Il flottait sur l'été commençant comme un parfum de ruine et d'agonie.
Les arbres du jardin des plantes faisaient non de la tête, en hennissant dans le vent brûlant.
Le feu grimpait aux poutres des charpentes comme un animal fou.
Cela grondait et frémissait d'une colère ancienne, d’un souffle de volcan et de guerre.
La clarté du couchant s'est prolongée dans la nuit jusqu'à l'aube du lendemain.
Il est resté près du château ce grand corps vide et blanc, ce grand squelette séché au feu, aussi mort et aussi immortel que la duchesse en sabots.

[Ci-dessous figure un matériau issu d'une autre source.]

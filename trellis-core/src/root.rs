//! Roots
//!
//! A root owns one mounted tree, its scheduler, and the renderer that
//! receives its output.
//!
//! # How a Flush Works
//!
//! 1. A flush runs render passes for as long as there is a new root
//!    element or dirty components. Each pass runs inside a `render_pass`
//!    span.
//!
//! 2. Every pass is committed before the next one starts:
//!    - the patch batch is applied to the renderer
//!    - unmounted instances receive `on_unmount`, then layout cleanups run
//!    - layout effects and class lifecycle methods run
//!    - the renderer presents the output
//!    - passive cleanups run, then passive effects
//!
//! 3. Updates scheduled by effects are picked up by the next pass of the
//!    same flush. After `max_nested_updates` passes the tree is unmounted
//!    and the flush fails.

use std::collections::VecDeque;

use serde_json::Value;
use tracing::{debug, error, info_span};

use crate::config::RuntimeConfig;
use crate::error::{catch_panic, DispatchError, EffectError, RenderError};
use crate::reactive::{Cleanup, Scheduler};
use crate::render::{PatchBatch, Renderer};
use crate::tree::{CommitTask, Deletion, Element, Event, NodeId, NodeKind, PassWork, Tree};

/// What one flush did.
#[derive(Debug, Clone, Copy, Default, PartialEq, Eq)]
pub struct FlushReport {
    /// Render passes run.
    pub passes: usize,

    /// Component renders across all passes.
    pub renders: usize,

    /// Patches handed to the renderer.
    pub patches: usize,

    /// Effects run, layout and passive.
    pub effects_run: usize,
}

impl FlushReport {
    pub fn merge(&mut self, other: FlushReport) {
        self.passes += other.passes;
        self.renders += other.renders;
        self.patches += other.patches;
        self.effects_run += other.effects_run;
    }

    /// Whether the flush found nothing to do.
    pub fn is_idle(&self) -> bool {
        self.passes == 0
    }
}

type EffectErrorHandler = Box<dyn FnMut(&EffectError)>;

/// Effect errors kept for [`Root::take_effect_errors`]. Older ones are dropped.
const EFFECT_ERROR_BUFFER: usize = 64;

/// The owner of one mounted tree.
///
/// ```rust,ignore
/// let mut root = Root::new(HostTree::new());
/// root.render(Element::component::<App>(()))?;
/// assert_eq!(root.renderer().markup(), "<p>Hello</p>");
/// ```
pub struct Root<R: Renderer> {
    tree: Tree,
    renderer: R,
    scheduler: Scheduler,
    config: RuntimeConfig,

    /// Root element waiting for the next pass.
    pending: Option<Element>,
    passes: u64,
    effect_errors: VecDeque<EffectError>,
    on_effect_error: Option<EffectErrorHandler>,
}

impl<R: Renderer> Root<R> {
    pub fn new(renderer: R) -> Self {
        Self::with_config(renderer, RuntimeConfig::default())
    }

    pub fn with_config(renderer: R, config: RuntimeConfig) -> Self {
        let scheduler = Scheduler::new();
        Self {
            tree: Tree::new(scheduler.clone(), config.clone()),
            renderer,
            scheduler,
            config,
            pending: None,
            passes: 0,
            effect_errors: VecDeque::new(),
            on_effect_error: None,
        }
    }

    /// Replace the root element and flush.
    pub fn render(&mut self, element: impl Into<Element>) -> Result<FlushReport, RenderError> {
        self.pending = Some(element.into());
        self.flush()
    }

    /// Run render passes until nothing is pending.
    ///
    /// An uncaught render error unmounts the whole tree and is returned.
    pub fn flush(&mut self) -> Result<FlushReport, RenderError> {
        let mut report = FlushReport::default();
        let limit = self.config.max_nested_updates.max(1);

        loop {
            let element = self.pending.take();
            let dirty = self.scheduler.take_dirty();
            if element.is_none() && dirty.is_none() {
                return Ok(report);
            }

            if report.passes >= limit {
                error!(limit, "too many nested updates; unmounting the tree");
                self.passes += 1;
                let work = self.tree.teardown();
                self.commit(work, &mut report);
                self.scheduler.clear();
                return Err(RenderError::NestedUpdateLimit { limit });
            }

            let dirty = dirty.unwrap_or_default();
            self.passes += 1;
            report.passes += 1;

            let span = info_span!("render_pass", pass = self.passes, dirty = dirty.len());
            let _enter = span.enter();

            let (work, result) = self.tree.render_pass(element, dirty);
            report.renders += work.renders;
            self.commit(work, &mut report);

            if let Err(err) = result {
                error!(error = %err, "uncaught render error; tree unmounted");
                self.scheduler.clear();
                return Err(err);
            }
        }
    }

    /// Run `f` with every state write it issues batched into one pass.
    ///
    /// The pass runs on the next [`Root::flush`].
    pub fn batch<T>(&self, f: impl FnOnce() -> T) -> T {
        self.scheduler.batch(f)
    }

    /// Deliver an event to a host node's handler and flush the writes it
    /// issued as one pass.
    pub fn dispatch_event(&mut self, node: u64, name: &str, payload: Value) -> Result<FlushReport, DispatchError> {
        let handler = self.tree.handler(node, name)?;
        let event = Event {
            name: name.to_string(),
            target: node,
            payload,
        };

        debug!(node, event = name, "dispatching event");
        self.scheduler.batch(|| handler(&event));
        Ok(self.flush()?)
    }

    /// Unmount the whole tree.
    pub fn unmount(&mut self) -> FlushReport {
        let mut report = FlushReport::default();
        self.pending = None;
        self.passes += 1;
        let work = self.tree.teardown();
        self.commit(work, &mut report);
        self.scheduler.clear();
        report
    }

    fn commit(&mut self, work: PassWork, report: &mut FlushReport) {
        let PassWork {
            patches,
            deletions,
            layout,
            passive,
            ..
        } = work;
        let catch_panics = self.config.catch_panics;
        let mut errors = Vec::new();

        let present = !patches.is_empty();
        if present {
            report.patches += patches.len();
            let batch = PatchBatch {
                pass: self.passes,
                patches,
            };
            debug!(patches = batch.len(), "applying patch batch");
            self.renderer.apply(&batch);
        }

        let mut passive_cleanups = Vec::new();
        for deletion in deletions {
            let Deletion {
                component,
                instance,
                layout,
                passive,
            } = deletion;

            if let Some(mut instance) = instance {
                if let Err(message) = catch_panic(catch_panics, || instance.on_unmount()) {
                    errors.push(EffectError::LifecyclePanicked {
                        component,
                        method: "on_unmount",
                        message,
                    });
                }
            }
            for cleanup in layout {
                errors.extend(run_cleanup(component, cleanup, catch_panics));
            }
            passive_cleanups.extend(passive.into_iter().map(|cleanup| (component, cleanup)));
        }

        for task in layout {
            match task {
                CommitTask::Effect { node, slot } => {
                    if let Some(failed) = self.tree.run_effect(node, slot) {
                        report.effects_run += 1;
                        errors.extend(failed);
                    }
                }
                CommitTask::Mounted(node) => errors.extend(self.tree.deliver_mount(node)),
                CommitTask::Updated { node, prev } => errors.extend(self.tree.deliver_update(node, prev)),
            }
        }

        if present {
            self.renderer.present();
        }

        for (component, cleanup) in passive_cleanups {
            errors.extend(run_cleanup(component, cleanup, catch_panics));
        }
        for (node, slot) in passive {
            if let Some(failed) = self.tree.run_effect(node, slot) {
                report.effects_run += 1;
                errors.extend(failed);
            }
        }

        for err in errors {
            self.report_effect_error(err);
        }
    }

    fn report_effect_error(&mut self, err: EffectError) {
        error!(error = %err, "effect failed");
        if let Some(handler) = self.on_effect_error.as_mut() {
            handler(&err);
        }
        if self.effect_errors.len() == EFFECT_ERROR_BUFFER {
            self.effect_errors.pop_front();
            debug!(capacity = EFFECT_ERROR_BUFFER, "dropped oldest buffered effect error");
        }
        self.effect_errors.push_back(err);
    }

    /// Install a handler for errors raised by effects, cleanups and
    /// lifecycle methods.
    pub fn on_effect_error<F>(&mut self, handler: F)
    where
        F: FnMut(&EffectError) + 'static,
    {
        self.on_effect_error = Some(Box::new(handler));
    }

    /// Take the effect errors collected so far, oldest first.
    ///
    /// Only the most recent errors are kept between calls.
    pub fn take_effect_errors(&mut self) -> Vec<EffectError> {
        self.effect_errors.drain(..).collect()
    }

    /// Install the callback invoked when a pass is requested.
    ///
    /// The callback may be called from any thread that writes state.
    pub fn set_waker<F>(&self, waker: F)
    where
        F: Fn() + Send + Sync + 'static,
    {
        self.scheduler.set_waker(waker);
    }

    pub fn clear_waker(&self) {
        self.scheduler.clear_waker();
    }

    /// Whether a pass is waiting to run.
    pub fn has_pending(&self) -> bool {
        self.pending.is_some() || self.scheduler.has_pending()
    }

    pub fn is_mounted(&self) -> bool {
        self.tree.is_mounted()
    }

    pub fn node_kind(&self, node: u64) -> Option<NodeKind> {
        self.tree.node_kind(NodeId::from(node))
    }

    /// Mounted nodes, not counting the root container.
    pub fn node_count(&self) -> usize {
        self.tree.len() - 1
    }

    /// Passes run over the lifetime of the root.
    pub fn passes(&self) -> u64 {
        self.passes
    }

    pub fn scheduler(&self) -> &Scheduler {
        &self.scheduler
    }

    pub fn config(&self) -> &RuntimeConfig {
        &self.config
    }

    pub fn renderer(&self) -> &R {
        &self.renderer
    }

    pub fn renderer_mut(&mut self) -> &mut R {
        &mut self.renderer
    }
}

fn run_cleanup(component: &'static str, cleanup: Cleanup, catch_panics: bool) -> Option<EffectError> {
    catch_panic(catch_panics, || cleanup.run())
        .err()
        .map(|message| EffectError::CleanupPanicked { component, message })
}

Portes murées, parois recouverts de suie et de tags, et, tout là haut, dans les feuillages art-déco épargnés, comme à la cime d’un grand pommier foudroyé, l’enchantement de ces balcons, nids de béton pour les anges, et la merveille de ces fenêtres ouvertes tout grand sur le ciel.
Château de Belle au bois brûlé, depuis dix ans endormi, hésitant entre mourir et vivre, entre défaite et renaissance.
Et c'est bien comme cela. Il faut qu'il y ait dans une ville un petit coin de Pompéi. La mémoire des désastres, la certitude de la fragilité. Quelque chose de Sarajevo.